Text Memory Won’t Cut It for Physical AI

Memory features have been spreading through the AI industry — OpenAI added chat memory to ChatGPT in 2024 and refined it in 2025, while xAI and Google Gemini have launched their own memory tools in the past two years. But Shen argues those advances are built on text, which is structured and easy to index but of limited use to devices that navigate the world visually.

Visual memory demands different infrastructure. The company says it requires embedding and indexing video into a retrievable data format — a substantially harder problem than logging text conversations.

To build that infrastructure, Memories.ai launched its large visual memory model (LVMM) in July 2025. Shen describes it as comparable to a smaller version of Google‘s Gemini Embedding 2, a multimodal indexing model. A second-generation LVMM is already out, and the company has signed a partnership with Qualcomm to run on Qualcomm‘s processors later this year.
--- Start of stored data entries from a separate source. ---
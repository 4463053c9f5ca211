use std::mem;
use std::slice;
use std::sync::atomic::{AtomicI64, Ordering};
use std::time::Duration;

use raw_sync::events::{Event, EventImpl, EventInit, EventState};
use raw_sync::Timeout;
use serde_derive::{Deserialize, Serialize};
use shared_memory::{Shmem, ShmemConf};

use crate::errors::IpcError;

/// Space reserved for each raw_sync event at the head of a segment mapping.
/// The futex-backed events are far smaller than this; the fixed span keeps
/// both sides agreeing on offsets without negotiating sizes.
const EVENT_SPAN: usize = 64;

const DATA_READY_OFF: usize = 0;
const WRITE_PERMIT_OFF: usize = EVENT_SPAN;
const HEADER_OFF: usize = 2 * EVENT_SPAN;

/// Control words shared by both sides of a segment, after the two events.
///
/// `file_len < 0` means the path could not be resolved. `content_len <= 0`
/// observed mid-stream means the producer hit a read error and stopped.
#[repr(C)]
struct SegmentHeader {
    file_len: AtomicI64,
    content_len: AtomicI64,
}

const PAYLOAD_OFF: usize = HEADER_OFF + mem::size_of::<SegmentHeader>();

/// Bytes of a segment mapping not available for payload.
pub const SEGMENT_OVERHEAD: usize = PAYLOAD_OFF;

pub const MIN_SEGMENT_SIZE: usize = 1024;
pub const MAX_SEGMENT_SIZE: usize = 16 * 1024 * 1024;
pub const MAX_SEGMENT_NAME_LEN: usize = 64;

/// Settings shared by the proxy and cache processes. Both sides must load
/// the same values for the segment names and the channel to line up.
#[derive(Clone, Debug, Serialize, Deserialize)]
pub struct IpcConfig {
    /// Prefix for segment os ids, e.g. `shmcache` yields `shmcache-seg-000`.
    pub name_prefix: String,
    /// os id of the request channel mapping.
    pub channel_name: String,
    /// Number of descriptor slots in the request channel ring.
    pub channel_capacity: usize,
    /// Upper bound for every handshake wait, in milliseconds. Expiry is
    /// reported as `PeerUnresponsive` instead of blocking forever.
    pub handshake_timeout_ms: u64,
}

impl Default for IpcConfig {
    fn default() -> IpcConfig {
        IpcConfig {
            name_prefix: "shmcache".to_string(),
            channel_name: "shmcache-requests".to_string(),
            channel_capacity: 64,
            handshake_timeout_ms: 10_000,
        }
    }
}

impl IpcConfig {
    pub fn validate(&self) -> Result<(), IpcError> {
        if self.name_prefix.is_empty() || self.name_prefix.len() > 32 {
            return Err(IpcError::Config(
                "name_prefix must be 1..=32 bytes".to_string(),
            ));
        }
        if self.channel_name.is_empty() || self.channel_name.len() > MAX_SEGMENT_NAME_LEN {
            return Err(IpcError::Config(format!(
                "channel_name must be 1..={} bytes",
                MAX_SEGMENT_NAME_LEN
            )));
        }
        if self.channel_capacity < 1 || self.channel_capacity > 4096 {
            return Err(IpcError::Config(
                "channel_capacity must be in 1..=4096".to_string(),
            ));
        }
        if self.handshake_timeout_ms < 1 || self.handshake_timeout_ms > 600_000 {
            return Err(IpcError::Config(
                "handshake_timeout_ms must be in 1..=600000".to_string(),
            ));
        }
        Ok(())
    }

    pub fn handshake_timeout(&self) -> Timeout {
        Timeout::Val(Duration::from_millis(self.handshake_timeout_ms))
    }
}

pub fn segment_name(prefix: &str, index: usize) -> String {
    format!("{}-seg-{:03}", prefix, index)
}

/// Removes a leftover mapping from a crashed run so `create` can claim the
/// name again. Absence is the normal case and not an error.
fn unlink_stale(os_id: &str) {
    if let Ok(name) = std::ffi::CString::new(format!("/{}", os_id)) {
        unsafe {
            libc::shm_unlink(name.as_ptr());
        }
    }
}

fn event_err(e: Box<dyn std::error::Error>) -> IpcError {
    IpcError::Event(e)
}

unsafe fn map_one_event(ptr: *mut u8, init: bool) -> Result<Box<dyn EventImpl>, IpcError> {
    let (evt, used) = if init {
        Event::new(ptr, true).map_err(event_err)?
    } else {
        Event::from_existing(ptr).map_err(event_err)?
    };
    if used > EVENT_SPAN {
        return Err(IpcError::Logic(format!(
            "event state needs {} bytes, only {} reserved",
            used, EVENT_SPAN
        )));
    }
    Ok(evt)
}

/// Carves the two events out of the head of a segment mapping.
///
/// `init` is true for the creating side, which builds fresh event state;
/// the attaching side adopts whatever the creator laid down.
unsafe fn map_events(
    base: *mut u8,
    init: bool,
) -> Result<(Box<dyn EventImpl>, Box<dyn EventImpl>), IpcError> {
    let data_ready = map_one_event(base.add(DATA_READY_OFF), init)?;
    let write_permit = map_one_event(base.add(WRITE_PERMIT_OFF), init)?;
    Ok((data_ready, write_permit))
}

/// One pool slot: the shared mapping and both handshake events behind a
/// single owned handle. Created once by the proxy at startup; the proxy is
/// the owner, so dropping it unmaps and unlinks the os name.
///
/// Consumer-side operations live here. The cache process never holds a
/// `Segment`; it attaches a `SegmentWriter` for the duration of one request.
pub struct Segment {
    shmem: Shmem,
    data_ready: Box<dyn EventImpl>,
    write_permit: Box<dyn EventImpl>,
    capacity: usize,
}

// SAFETY: the mapping is process-shared memory and the events are
// futex-backed state inside it; moving the handle between threads does not
// move the underlying state. Exclusive use per checkout is enforced by the
// pool, concurrent producer access by the event handshake.
unsafe impl Send for Segment {}

impl Segment {
    /// Allocates the shared mapping for one pool slot and primes the
    /// handshake: data-ready clear, write-permit signaled. The pre-seeded
    /// write permit lets the producer publish the first chunk without
    /// waiting for a grant; starting it clear deadlocks the first request.
    pub fn create(prefix: &str, index: usize, capacity: usize) -> Result<Segment, IpcError> {
        let name = segment_name(prefix, index);
        unlink_stale(&name);
        let shmem = ShmemConf::new()
            .os_id(&name)
            .size(SEGMENT_OVERHEAD + capacity)
            .create()?;
        let (data_ready, write_permit) = unsafe { map_events(shmem.as_ptr(), true)? };
        let seg = Segment {
            shmem,
            data_ready,
            write_permit,
            capacity,
        };
        seg.rearm()?;
        Ok(seg)
    }

    pub fn name(&self) -> &str {
        self.shmem.get_os_id()
    }

    pub fn capacity(&self) -> usize {
        self.capacity
    }

    fn header(&self) -> &SegmentHeader {
        // SAFETY: the mapping is at least SEGMENT_OVERHEAD bytes and the
        // header offset is 8-aligned within a page-aligned mapping.
        unsafe { &*(self.shmem.as_ptr().add(HEADER_OFF) as *const SegmentHeader) }
    }

    /// Restores the primed event state. Called on every return to the pool
    /// so a request abandoned mid-handshake (peer timeout, client gone)
    /// cannot leave the next checkout facing a dead write permit.
    pub fn rearm(&self) -> Result<(), IpcError> {
        self.data_ready.set(EventState::Clear).map_err(event_err)?;
        self.write_permit
            .set(EventState::Signaled)
            .map_err(event_err)?;
        self.header().file_len.store(0, Ordering::Release);
        self.header().content_len.store(0, Ordering::Release);
        Ok(())
    }

    /// First handshake wait: blocks until the producer has published the
    /// resolved length. Negative means the path was not found.
    pub fn await_file_len(&self, timeout: Timeout) -> Result<i64, IpcError> {
        self.data_ready
            .wait(timeout)
            .map_err(|_| IpcError::PeerUnresponsive("data-ready (header)"))?;
        Ok(self.header().file_len.load(Ordering::Acquire))
    }

    /// Blocks until the next chunk is resident and returns its length.
    /// A non-positive value is the producer's stop sentinel.
    pub fn await_chunk_len(&self, timeout: Timeout) -> Result<i64, IpcError> {
        self.data_ready
            .wait(timeout)
            .map_err(|_| IpcError::PeerUnresponsive("data-ready (chunk)"))?;
        Ok(self.header().content_len.load(Ordering::Acquire))
    }

    /// Borrows the current chunk. Only valid between a successful
    /// `await_chunk_len` and the following `grant_write`.
    pub fn chunk(&self, len: usize) -> Result<&[u8], IpcError> {
        if len > self.capacity {
            return Err(IpcError::Logic(format!(
                "chunk length {} exceeds segment capacity {}",
                len, self.capacity
            )));
        }
        // SAFETY: bounds checked above; the producer does not touch the
        // payload again until write-permit is granted.
        Ok(unsafe { slice::from_raw_parts(self.shmem.as_ptr().add(PAYLOAD_OFF), len) })
    }

    /// Lets the producer overwrite the payload with the next chunk.
    pub fn grant_write(&self) -> Result<(), IpcError> {
        self.write_permit
            .set(EventState::Signaled)
            .map_err(event_err)
    }
}

/// Producer-side attachment to a segment named in a request descriptor.
/// Lives for exactly one request; dropping it unmaps without unlinking,
/// since the proxy owns the name.
pub struct SegmentWriter {
    shmem: Shmem,
    data_ready: Box<dyn EventImpl>,
    write_permit: Box<dyn EventImpl>,
    capacity: usize,
}

unsafe impl Send for SegmentWriter {}

impl SegmentWriter {
    pub fn attach(name: &str, capacity: usize) -> Result<SegmentWriter, IpcError> {
        let shmem = ShmemConf::new().os_id(name).open()?;
        if shmem.len() < SEGMENT_OVERHEAD + capacity {
            return Err(IpcError::Logic(format!(
                "segment {} maps {} bytes, descriptor claims capacity {}",
                name,
                shmem.len(),
                capacity
            )));
        }
        let (data_ready, write_permit) = unsafe { map_events(shmem.as_ptr(), false)? };
        Ok(SegmentWriter {
            shmem,
            data_ready,
            write_permit,
            capacity,
        })
    }

    pub fn capacity(&self) -> usize {
        self.capacity
    }

    fn header(&self) -> &SegmentHeader {
        // SAFETY: mapping length checked in attach.
        unsafe { &*(self.shmem.as_ptr().add(HEADER_OFF) as *const SegmentHeader) }
    }

    /// Publishes the resolved length (the header handoff) and signals
    /// data-ready once. With a negative length this is the entire response.
    pub fn post_file_len(&self, file_len: i64) -> Result<(), IpcError> {
        self.header().file_len.store(file_len, Ordering::Release);
        self.data_ready
            .set(EventState::Signaled)
            .map_err(event_err)
    }

    /// Blocks until the consumer has drained the previous chunk. The very
    /// first wait succeeds immediately against the pool's pre-seeded permit.
    pub fn wait_write_permit(&self, timeout: Timeout) -> Result<(), IpcError> {
        self.write_permit
            .wait(timeout)
            .map_err(|_| IpcError::PeerUnresponsive("write-permit"))
    }

    /// The payload area to read file bytes into. Only valid while this side
    /// holds the write permit.
    pub fn payload_mut(&mut self) -> &mut [u8] {
        // SAFETY: mapping length checked in attach; the consumer does not
        // read the payload until data-ready is signaled.
        unsafe { slice::from_raw_parts_mut(self.shmem.as_ptr().add(PAYLOAD_OFF), self.capacity) }
    }

    /// Publishes the chunk now resident in the payload. A non-positive
    /// value tells the consumer to stop (mid-stream read failure).
    pub fn commit_chunk(&self, content_len: i64) -> Result<(), IpcError> {
        self.header()
            .content_len
            .store(content_len, Ordering::Release);
        self.data_ready
            .set(EventState::Signaled)
            .map_err(event_err)
    }
}

#[cfg(test)]
pub(crate) mod tests {
    use super::*;
    use std::sync::atomic::AtomicUsize;

    static NAME_COUNTER: AtomicUsize = AtomicUsize::new(0);

    pub(crate) fn unique_prefix(tag: &str) -> String {
        format!(
            "shmct-{}-{}-{}",
            tag,
            std::process::id(),
            NAME_COUNTER.fetch_add(1, Ordering::SeqCst)
        )
    }

    #[test]
    fn config_defaults_validate() {
        IpcConfig::default().validate().unwrap();
    }

    #[test]
    fn config_rejects_out_of_range() {
        let mut cfg = IpcConfig::default();
        cfg.channel_capacity = 0;
        assert!(matches!(cfg.validate(), Err(IpcError::Config(_))));

        let mut cfg = IpcConfig::default();
        cfg.handshake_timeout_ms = 0;
        assert!(matches!(cfg.validate(), Err(IpcError::Config(_))));

        let mut cfg = IpcConfig::default();
        cfg.name_prefix = String::new();
        assert!(matches!(cfg.validate(), Err(IpcError::Config(_))));
    }

    #[test]
    fn segment_names_are_fixed_width() {
        assert_eq!(segment_name("shmcache", 0), "shmcache-seg-000");
        assert_eq!(segment_name("shmcache", 17), "shmcache-seg-017");
    }

    #[test]
    fn header_handoff_round_trip() {
        let prefix = unique_prefix("hdr");
        let seg = Segment::create(&prefix, 0, 2048).unwrap();
        let writer = SegmentWriter::attach(seg.name(), 2048).unwrap();

        writer.post_file_len(4242).unwrap();
        let len = seg.await_file_len(Timeout::Val(Duration::from_secs(1))).unwrap();
        assert_eq!(len, 4242);
    }

    #[test]
    fn first_chunk_needs_no_grant() {
        // The pre-seeded write permit must let the producer publish the
        // first chunk before the consumer has granted anything.
        let prefix = unique_prefix("prime");
        let seg = Segment::create(&prefix, 0, 256).unwrap();
        let mut writer = SegmentWriter::attach(seg.name(), 256).unwrap();

        writer
            .wait_write_permit(Timeout::Val(Duration::from_millis(100)))
            .unwrap();
        writer.payload_mut()[..5].copy_from_slice(b"hello");
        writer.commit_chunk(5).unwrap();

        let n = seg
            .await_chunk_len(Timeout::Val(Duration::from_secs(1)))
            .unwrap();
        assert_eq!(n, 5);
        assert_eq!(seg.chunk(5).unwrap(), b"hello");

        // No grant has happened yet, so a second permit wait must time out.
        assert!(matches!(
            writer.wait_write_permit(Timeout::Val(Duration::from_millis(50))),
            Err(IpcError::PeerUnresponsive(_))
        ));

        seg.grant_write().unwrap();
        writer
            .wait_write_permit(Timeout::Val(Duration::from_millis(100)))
            .unwrap();
    }

    #[test]
    fn rearm_restores_priming_after_error_path() {
        let prefix = unique_prefix("rearm");
        let seg = Segment::create(&prefix, 0, 256).unwrap();
        let writer = SegmentWriter::attach(seg.name(), 256).unwrap();

        // Simulate the (0,0) state a mid-stream failure leaves behind:
        // producer consumed the permit, consumer consumed the error signal.
        writer
            .wait_write_permit(Timeout::Val(Duration::from_millis(100)))
            .unwrap();
        writer.commit_chunk(-1).unwrap();
        let n = seg
            .await_chunk_len(Timeout::Val(Duration::from_secs(1)))
            .unwrap();
        assert!(n <= 0);

        seg.rearm().unwrap();
        writer
            .wait_write_permit(Timeout::Val(Duration::from_millis(100)))
            .unwrap();
    }

    #[test]
    fn chunk_length_is_bounds_checked() {
        let prefix = unique_prefix("bounds");
        let seg = Segment::create(&prefix, 0, 128).unwrap();
        assert!(matches!(seg.chunk(129), Err(IpcError::Logic(_))));
    }
}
Hardware Built to Train, Not to Sell

For training data, the company built a proprietary wearable device called LUCI, worn by employees who record video to feed the model. Shen was explicit that Memories.ai has no intention of becoming a hardware company — the device exists because commercial video recorders prioritized high-definition formats that consumed too much battery for the company’s needs.

The company says it is already working with several large wearable manufacturers, though it declined to name them.

Founded in 2024, Memories.ai has raised $16 million in total — an $8 million seed round in July 2025 followed by an $8 million extension. Susa Ventures led the round, with participation from Seedcamp, Fusion Fund, and Crane Venture Partners, among others.

Shen acknowledges the market isn’t fully there yet. “We are more focused on the model and the infrastructure, because ultimately we think the wearables and robotics market will come, but it’s probably just not now,” he said.